Boşanma Davasında Yoksulluk Nafakası
Boşanma, evlilik birliğinin hukuken sona ermesi anlamına gelir ve taraflar için çeşitli mali sonuçlar doğurur. Bu sonuçlardan biri de yoksulluk nafakasıdır. Türk Medeni Kanunu’nda düzenlenen yoksulluk nafakası, boşanma nedeniyle ekonomik olarak güç duruma düşen eşin, diğer eşten mali destek almasını sağlayan bir hukuki düzenlemedir.
- Yoksulluk Nafakasının Hukuki Dayanağı
Boşanma yüzünden yoksulluğa düşecek taraf, kusuru daha ağır olmamak koşuluyla geçimi için diğer taraftan malî gücü oranında süresiz olarak nafaka isteyebilir. Nafaka yükümlüsünün kusuru aranmaz.

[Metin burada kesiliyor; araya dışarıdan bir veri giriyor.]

impl Similarity for EditSimilarity {
    fn sim(&self, a: &str, b: &str) -> f64 {
        let config = AlignConfig::default();
        match Alignment::run(&config, a, b) {
            // Unit costs cannot produce a domain error or NaN.
            Ok(alignment) => 1.0 - alignment.normalized,
            Err(_) => 0.0,
        }
    }
}

/// The four cardinalities.
///
/// `intersection + src_only == src_total` and
/// `intersection + tar_only == tar_total` hold by construction for every
/// semantics, including the non-integral fuzzy/soft cases.
#[derive(Debug, Clone, Copy, PartialEq, Default)]
pub struct IntersectionResult {
    /// Weight of tokens only in the source.
    pub src_only: f64,
    /// Weight of tokens only in the target.
    pub tar_only: f64,
    /// Intersection weight.
    pub intersection: f64,
    /// Total source weight.
    pub src_total: f64,
    /// Total target weight.
    pub tar_total: f64,
}

impl IntersectionResult {
    fn new(intersection: f64, src_total: f64, tar_total: f64) -> Self {
        IntersectionResult {
            src_only: src_total - intersection,
            tar_only: tar_total - intersection,
            intersection,
            src_total,
            tar_total,
        }
    }

    /// Union cardinality, `src_total + tar_total - intersection`.
    pub fn union(&self) -> f64 {
        self.src_total + self.tar_total - self.intersection
    }
}

/// Immutable intersection configuration.
///
/// Built once and reusable across calls and threads; each call allocates its
/// own working state.
#[derive(Clone)]
pub struct Intersector {
    kind: IntersectionKind,
    threshold: f64,
    metric: Option<Arc<dyn Similarity>>,
}

impl fmt::Debug for Intersector {
    fn fmt(&self, f: &mut fmt::Formatter<'_>) -> fmt::Result {
        f.debug_struct("Intersector")
            .field("kind", &self.kind)
            .field("threshold", &self.threshold)
            .field("metric", &self.metric.as_ref().map(|_| "<dyn Similarity>"))
            .finish()
    }
}

impl Intersector {
    /// Crisp intersector; needs no metric or threshold and cannot fail.
    pub fn crisp() -> Self {
        Intersector {
            kind: IntersectionKind::Crisp,
            threshold: 1.0,
            metric: None,
        }
    }

    /// Build an intersector.
    ///
    /// * `threshold` gates Fuzzy and GroupLinkage pairing and must lie in
    ///   `(0, 1]` for those kinds (Soft and Crisp ignore it).
    /// * `metric` is required for every kind but Crisp;
    ///   [`EditSimilarity`] is the conventional default.
    pub fn new(
        kind: IntersectionKind,
        threshold: f64,
        metric: Option<Arc<dyn Similarity>>,
    ) -> Result<Self, ConfigError> {
        if kind != IntersectionKind::Crisp && metric.is_none() {
            return Err(ConfigError::MissingMetric(kind.name()));
        }
        if matches!(kind, IntersectionKind::Fuzzy | IntersectionKind::GroupLinkage)
            && !(threshold > 0.0 && threshold <= 1.0)
        {
            return Err(ConfigError::BadThreshold(threshold));
        }
        Ok(Intersector {
            kind,
            threshold,
            metric,
        })
    }

    /// Compute the four cardinalities of `src` vs `tar`.
    ///
    /// Empty multisets on either side yield zero cardinalities for that
    /// side, never an error.
    pub fn intersect(&self, src: &TokenMultiset, tar: &TokenMultiset) -> IntersectionResult {
        let src_total = src.total();
        let tar_total = tar.total();
        if src.is_empty() || tar.is_empty() {
            return IntersectionResult::new(0.0, src_total, tar_total);
        }
        debug!(
            "{} intersection of {}x{} distinct tokens",
            self.kind.name(),
            src.distinct(),
            tar.distinct()
        );
        let intersection = match self.kind {
            IntersectionKind::Crisp => crisp_card(src, tar),
            IntersectionKind::Fuzzy => self.fuzzy_card(src, tar),
            IntersectionKind::Soft => self.soft_card(src, tar),
            IntersectionKind::GroupLinkage => self.linkage_card(src, tar),
        };
        IntersectionResult::new(intersection, src_total, tar_total)
    }

    fn metric(&self) -> &dyn Similarity {
        // Guaranteed by `new` for every kind that reaches here.
        self.metric.as_deref().unwrap_or(&EditSimilarity)
    }

    /// Greedy descending-similarity pairing of the tokens left over after
    /// exact matching.
    fn fuzzy_card(&self, src: &TokenMultiset, tar: &TokenMultiset) -> f64 {
        let mut card = crisp_card(src, tar);

        let mut src_left: Vec<(&str, f64)> = src
            .iter()
            .map(|(token, count)| (token, count - tar.count(token).min(count)))
            .filter(|(_, left)| *left > 0.0)
            .collect();
        let mut tar_left: Vec<(&str, f64)> = tar
            .iter()
            .map(|(token, count)| (token, count - src.count(token).min(count)))
            .filter(|(_, left)| *left > 0.0)
            .collect();

        let metric = self.metric();
        let mut pairs: Vec<(f64, usize, usize)> = Vec::new();
        for (si, (s, _)) in src_left.iter().enumerate() {
            for (ti, (t, _)) in tar_left.iter().enumerate() {
                let sim = metric.sim(s, t);
                if sim >= self.threshold {
                    pairs.push((sim, si, ti));
                }
            }
        }
        trace!("{} candidate pairs above threshold", pairs.len());
        // Stable sort keeps insertion order between equal similarities.
        pairs.sort_by(|a, b| b.0.partial_cmp(&a.0).unwrap_or(std::cmp::Ordering::Equal));

        for (sim, si, ti) in pairs {
            let take = src_left[si].1.min(tar_left[ti].1);
            if take > 0.0 {
                card += sim * take;
                src_left[si].1 -= take;
                tar_left[ti].1 -= take;
            }
        }
        card
    }

    /// Similarity-weighted credit for every cross-pair.
    fn soft_card(&self, src: &TokenMultiset, tar: &TokenMultiset) -> f64 {
        let metric = self.metric();
        let mut card = 0.0;
        for (s, sc) in src.iter() {
            for (t, tc) in tar.iter() {
                let sim = if s == t { 1.0 } else { metric.sim(s, t) };
                if sim > 0.0 {
                    card += sim * sc.min(tc);
                }
            }
        }
        card
    }

    /// Union-find over all distinct tokens; components intersect crisply on
    /// their summed counts.
    fn linkage_card(&self, src: &TokenMultiset, tar: &TokenMultiset) -> f64 {
        let mut tokens: Vec<&str> = Vec::with_capacity(src.distinct() + tar.distinct());
        tokens.extend(src.iter().map(|(token, _)| token));
        for (token, _) in tar.iter() {
            if src.count(token) == 0.0 {
                tokens.push(token);
            }
        }

        let metric = self.metric();
        let mut dsu = UnionFind::new(tokens.len());
        for a in 0..tokens.len() {
            for b in a + 1..tokens.len() {
                if metric.sim(tokens[a], tokens[b]) >= self.threshold {
                    dsu.union(a, b);
                }
            }
        }

        // Summed counts per component root: (src side, tar side).
        let mut sums: Vec<(f64, f64)> = vec![(0.0, 0.0); tokens.len()];
        for (idx, token) in tokens.iter().enumerate() {
            let root = dsu.find(idx);
            sums[root].0 += src.count(token);
            sums[root].1 += tar.count(token);
        }
        sums.iter().map(|(s, t)| s.min(*t)).sum()
    }
}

Kanun, bu nafakanın belirli şartlar altında ve adil bir şekilde ödenmesini düzenler.
- Yoksulluk Nafakasının Şartları
Yoksulluk nafakasına hükmedilebilmesi için bazı şartların gerçekleşmesi gerekmektedir :
● Evliliğin Boşanma ile Sona Ermesi
Yoksulluk nafakası, yalnızca boşanma sonucunda talep edilebilir.
● Maddi Olarak Yoksulluğa Düşme
Nafaka talep eden eşin, boşanma sonrası ekonomik olarak zor duruma düşmesi gerekmektedir. Nafaka isteminde bulunan taraf, hiç bir gelirinin olmamasından ve çalışamayacak durumda bulunmasından dolayı kendi kendini geçindiremeyecekse, boşanma yüzünden yoksulluğa düşme tehlikesiyle karşılaşmış bulunuyor demektir. Başka bir deyişle, geçimini kendi mali kaynakları ve çalışma gücüyle sağlama imkânından yoksun olan tarafın yoksulluğa düşeceği kabul edilir.
● Talep Şartı
Yoksulluk nafakası, hâkim tarafından re’sen (kendiliğinden) hükmedilen bir nafaka türü değildir. Talep edilmesi zorunludur .Taraflardan biri istemde bulunmadıkça hâkim kendiliğinden yoksulluk nafakasına hükmedemez. Diğer bir deyişle, yoksulluk nafakasına ancak yoksulluğa düşecek olan tarafın istemi üzerine karar verilebilir.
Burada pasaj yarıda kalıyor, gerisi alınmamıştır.